Imagínense por un momento. La noche africana cubre de calma el sueño de los animales. Varios leones duermen acostados, unos sobre otros, sin más temor que al frío relente de la madrugada.

Dos hembras destacan del grupo por su abultada barriga. La próxima luna, sin más comadrona que su instinto, parirá cada una su propia camada.

De pronto, un ruido les despierta. Del cielo parece llover sabrosa comida. Olisquean la misma. Es carne. Aún está fresca. No lo dudan, comienzan a devorarla con ansia. En el mundo de los depredadores, nunca sabes si el alimento que hoy tienes, lo tendrás también mañana. El hambre nunca perdona.

Al otro lado del muro, varios hombres susurran -¡Ya están comiendo!- dice uno de ellos. Son cazadores furtivos que esta vez han cambiado los rifles por un arma más silenciosa y letal. Sí, la carne que les lanzan está envenenada.

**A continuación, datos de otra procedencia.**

use ratatui::style::Color;

/// Braille Unicode canvas for high-resolution terminal graphics.
/// Each character cell represents a 2x4 pixel grid (8 dots) and carries
/// one foreground colour, taken from the pen of the last dot drawn in it.
/// Unicode Braille patterns: U+2800 to U+28FF
pub struct BrailleCanvas {
    width: usize,  // Characters
    height: usize, // Characters
    pixels: Vec<Vec<u8>>, // Bit patterns per char
    colors: Vec<Vec<Option<Color>>>,
    pen: Option<Color>,
}

impl BrailleCanvas {
    /// Create a new canvas with the given character dimensions.
    /// Effective pixel resolution: width*2 x height*4
    pub fn new(width: usize, height: usize) -> Self {
        Self {
            width,
            height,
            pixels: vec![vec![0u8; width]; height],
            colors: vec![vec![None; width]; height],
            pen: None,
        }
    }

    pub fn width(&self) -> usize {
        self.width
    }

    pub fn height(&self) -> usize {
        self.height
    }

    /// Colour applied to every dot set from now on
    pub fn set_pen(&mut self, color: Color) {
        self.pen = Some(color);
    }

    /// Set a pixel at the given coordinates.
    /// Braille dot layout per character:
    /// ```text
    /// (0,0) (1,0)   bits: 0x01 0x08
    /// (0,1) (1,1)   bits: 0x02 0x10
    /// (0,2) (1,2)   bits: 0x04 0x20
    /// (0,3) (1,3)   bits: 0x40 0x80
    /// ```
    pub fn set_pixel(&mut self, x: usize, y: usize) {
        let cx = x / 2;
        let cy = y / 4;

        if cx >= self.width || cy >= self.height {
            return;
        }

        let bit = match (x % 2, y % 4) {
            (0, 0) => 0x01,
            (1, 0) => 0x08,
            (0, 1) => 0x02,
            (1, 1) => 0x10,
            (0, 2) => 0x04,
            (1, 2) => 0x20,
            (0, 3) => 0x40,
            (1, 3) => 0x80,
            _ => 0,
        };

        self.pixels[cy][cx] |= bit;
        if self.pen.is_some() {
            self.colors[cy][cx] = self.pen;
        }
    }

    /// Set a pixel using signed coordinates (ignores negative values)
    pub fn set_pixel_signed(&mut self, x: i32, y: i32) {
        if x >= 0 && y >= 0 {
            self.set_pixel(x as usize, y as usize);
        }
    }

    /// Convert the canvas to a string of Braille characters
    #[cfg(test)]
    pub fn to_string(&self) -> String {
        (0..self.height)
            .map(|row| self.row_to_string(row))
            .collect::<Vec<_>>()
            .join("\n")
    }

    /// Get a specific row as a string (for line-by-line rendering)
    pub fn row_to_string(&self, row: usize) -> String {
        if row >= self.height {
            return String::new();
        }
        self.pixels[row]
            .iter()
            .map(|&b| char::from_u32(0x2800 + b as u32).unwrap_or(' '))
            .collect()
    }

    /// Get all rows as an iterator of strings
    pub fn rows(&self) -> impl Iterator<Item = String> + '_ {
        (0..self.height).map(|i| self.row_to_string(i))
    }

    /// Colour of a character cell, if any dot in it was drawn with a pen
    pub fn color_at(&self, col: usize, row: usize) -> Option<Color> {
        self.colors.get(row).and_then(|r| r.get(col)).copied().flatten()
    }
}

#[cfg(test)]
mod tests {
    use super::*;

    #[test]
    fn test_single_pixel() {
        let mut canvas = BrailleCanvas::new(1, 1);
        canvas.set_pixel(0, 0);
        assert_eq!(canvas.to_string(), "⠁"); // U+2801
        assert_eq!(canvas.color_at(0, 0), None);
    }

    #[test]
    fn test_all_dots() {
        let mut canvas = BrailleCanvas::new(1, 1);
        // Set all 8 dots
        for x in 0..2 {
            for y in 0..4 {
                canvas.set_pixel(x, y);
            }
        }
        assert_eq!(canvas.to_string(), "⣿"); // U+28FF (all dots)
    }

    #[test]
    fn test_diagonal() {
        let mut canvas = BrailleCanvas::new(2, 1);
        canvas.set_pixel(0, 0);
        canvas.set_pixel(1, 1);
        canvas.set_pixel(2, 2);
        canvas.set_pixel(3, 3);
        // First char: (0,0) and (1,1) = 0x01 | 0x10 = 0x11
        // Second char: (0,2) and (1,3) = 0x04 | 0x80 = 0x84
        assert_eq!(canvas.to_string(), "⠑⢄");
    }

    #[test]
    fn test_last_pen_wins() {
        let mut canvas = BrailleCanvas::new(2, 1);
        canvas.set_pen(Color::Yellow);
        canvas.set_pixel(0, 0);
        canvas.set_pen(Color::Red);
        canvas.set_pixel(1, 0);
        assert_eq!(canvas.color_at(0, 0), Some(Color::Red));
        assert_eq!(canvas.color_at(1, 0), None);
        assert_eq!(canvas.color_at(5, 5), None);
    }
}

Minutos más tarde, los animales comienzan a caer desplomados. Los hombres se asoman. Los leones se retuercen de dolor en el suelo. Sonríen. El veneno ya recorre sin freno sus cuerpos, mientras la hemorragia interna está haciendo su trabajo.

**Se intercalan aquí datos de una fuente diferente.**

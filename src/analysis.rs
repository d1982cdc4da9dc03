use crate::data::{EventKind, EventRecord, EventTable};
use std::collections::BTreeMap;

/// Shown instead of the table, chart and map when nothing matches
pub const EMPTY_NOTICE: &str = "No se encontraron datos para este evento.";

/// Rows whose `kind` flag is set and whose year is `year`, in table order
pub fn filter(table: &EventTable, kind: EventKind, year: i32) -> Vec<&EventRecord> {
    table
        .records()
        .iter()
        .filter(|r| r.has(kind) && r.year == year)
        .collect()
}

/// Number of rows with the `kind` flag set, per year, over the whole table.
/// Years without any such row are absent.
pub fn counts_by_year(table: &EventTable, kind: EventKind) -> BTreeMap<i32, u64> {
    let mut counts = BTreeMap::new();
    for record in table.records().iter().filter(|r| r.has(kind)) {
        *counts.entry(record.year).or_insert(0) += 1;
    }
    counts
}

/// Number of selected rows per district name
pub fn counts_by_district<'a>(
    rows: impl IntoIterator<Item = &'a EventRecord>,
    kind: EventKind,
) -> BTreeMap<String, u64> {
    let mut counts = BTreeMap::new();
    for record in rows.into_iter().filter(|r| r.has(kind)) {
        *counts.entry(record.district.clone()).or_insert(0) += 1;
    }
    counts
}

/// Everything one render pass needs for a non-empty selection
#[derive(Clone, Debug)]
pub struct Summary {
    pub kind: EventKind,
    pub year: i32,
    pub rows: Vec<EventRecord>,
    pub by_year: BTreeMap<i32, u64>,
    pub by_district: BTreeMap<String, u64>,
    /// Sum of `TOTAL_AFECTADOS` over the selected rows (blanks skipped)
    pub total_affected: u64,
    /// Sum of `PERDIDA_DOLARES` over the selected rows (blanks skipped)
    pub total_loss_usd: f64,
}

/// Result of one pipeline run
#[derive(Clone, Debug)]
pub enum Outcome {
    /// The filter matched nothing; no aggregation was done
    Empty { kind: EventKind, year: i32 },
    Ready(Summary),
}

impl Outcome {
    pub fn summary(&self) -> Option<&Summary> {
        match self {
            Outcome::Ready(summary) => Some(summary),
            Outcome::Empty { .. } => None,
        }
    }
}

/// Filter, then aggregate unless the selection is empty
pub fn run(table: &EventTable, kind: EventKind, year: i32) -> Outcome {
    let rows = filter(table, kind, year);
    if rows.is_empty() {
        tracing::debug!(%kind, year, "selection is empty");
        return Outcome::Empty { kind, year };
    }

    let by_district = counts_by_district(rows.iter().copied(), kind);
    let by_year = counts_by_year(table, kind);
    let total_affected = rows.iter().filter_map(|r| r.total_affected).sum();
    let total_loss_usd = rows.iter().filter_map(|r| r.loss_usd).sum();

    tracing::debug!(
        %kind,
        year,
        rows = rows.len(),
        districts = by_district.len(),
        "selection aggregated"
    );

    Outcome::Ready(Summary {
        kind,
        year,
        rows: rows.into_iter().cloned().collect(),
        by_year,
        by_district,
        total_affected,
        total_loss_usd,
    })
}

#[cfg(test)]
mod tests {
    use super::*;
    use crate::data::events::tests::sample_table;

    #[test]
    fn test_filter_matches_flag_and_year() {
        let table = sample_table();
        for kind in EventKind::ALL {
            for year in table.years() {
                for row in filter(&table, kind, year) {
                    assert!(row.has(kind));
                    assert_eq!(row.year, year);
                }
            }
        }
    }

    #[test]
    fn test_filter_keeps_table_order() {
        let table = sample_table();
        let rows = filter(&table, EventKind::Flood, 2010);
        let dates: Vec<_> = rows.iter().map(|r| r.date.as_str()).collect();
        assert_eq!(dates, vec!["04/11/2010", "05/11/2010", "30/09/2010"]);
    }

    #[test]
    fn test_year_series_sums_to_flagged_rows() {
        let table = sample_table();
        for kind in EventKind::ALL {
            let series = counts_by_year(&table, kind);
            let flagged = table.records().iter().filter(|r| r.has(kind)).count() as u64;
            assert_eq!(series.values().sum::<u64>(), flagged);
        }
    }

    #[test]
    fn test_year_series_covers_all_years() {
        let series = counts_by_year(&sample_table(), EventKind::Flood);
        assert_eq!(series, BTreeMap::from([(2010, 3), (2016, 1)]));
    }

    #[test]
    fn test_flood_2010_scenario() {
        let table = sample_table();
        let Outcome::Ready(summary) = run(&table, EventKind::Flood, 2010) else {
            panic!("expected rows for floods in 2010");
        };
        assert_eq!(summary.rows.len(), 3);
        assert_eq!(summary.by_year[&2010], 3);
        assert_eq!(summary.by_district.len(), 2);
        assert_eq!(summary.by_district["San Isidro de El General"], 2);
        assert_eq!(summary.by_district["Daniel Flores"], 1);
        assert_eq!(summary.total_affected, 200);
        assert!((summary.total_loss_usd - 17000.5).abs() < 1e-9);
    }

    #[test]
    fn test_empty_selection_short_circuits() {
        let table = sample_table();
        match run(&table, EventKind::Landslide, 2016) {
            Outcome::Empty { kind, year } => {
                assert_eq!(kind, EventKind::Landslide);
                assert_eq!(year, 2016);
            }
            Outcome::Ready(_) => panic!("no landslides in 2016"),
        }
        assert!(run(&table, EventKind::Flood, 1999).summary().is_none());
    }
}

Saltan dentro. Los animales aún respiran pero sus cuerpos han quedado paralizados. No hay peligro ni tiempo para esperar a que dejen de respirar. Del cinturón desenfundan cuchillos y machetes. No buscan, como otras veces, sus cabezas convertidas en trofeos. Esta vez el encargo es más preciso. Sólo colmillos, patas, garras y hocicos. El comprador, un importante brujo, prometerá fuerza, vigor y agilidad a aquellos que los consuman. Es el mercado que manda y demanda. Sin embargo, el esqueleto de cada uno de los leones aun viajará bastante. En Sudáfrica se venderían a 1.000 euros. No es poco dinero pero, cuando el chamán los envíe a Asia convertidos en pócimas milagrosas, alcanzará cada uno el valor de 60.000 euros. A partir de ahí, sólo resta multiplicar esa cifra por cada uno de los leones caídos. Casi un millón de euros. Es el negocio de la vida o, mejor dicho, de la muerte. No hay piedad cuando el dinero se convierte en crueldad.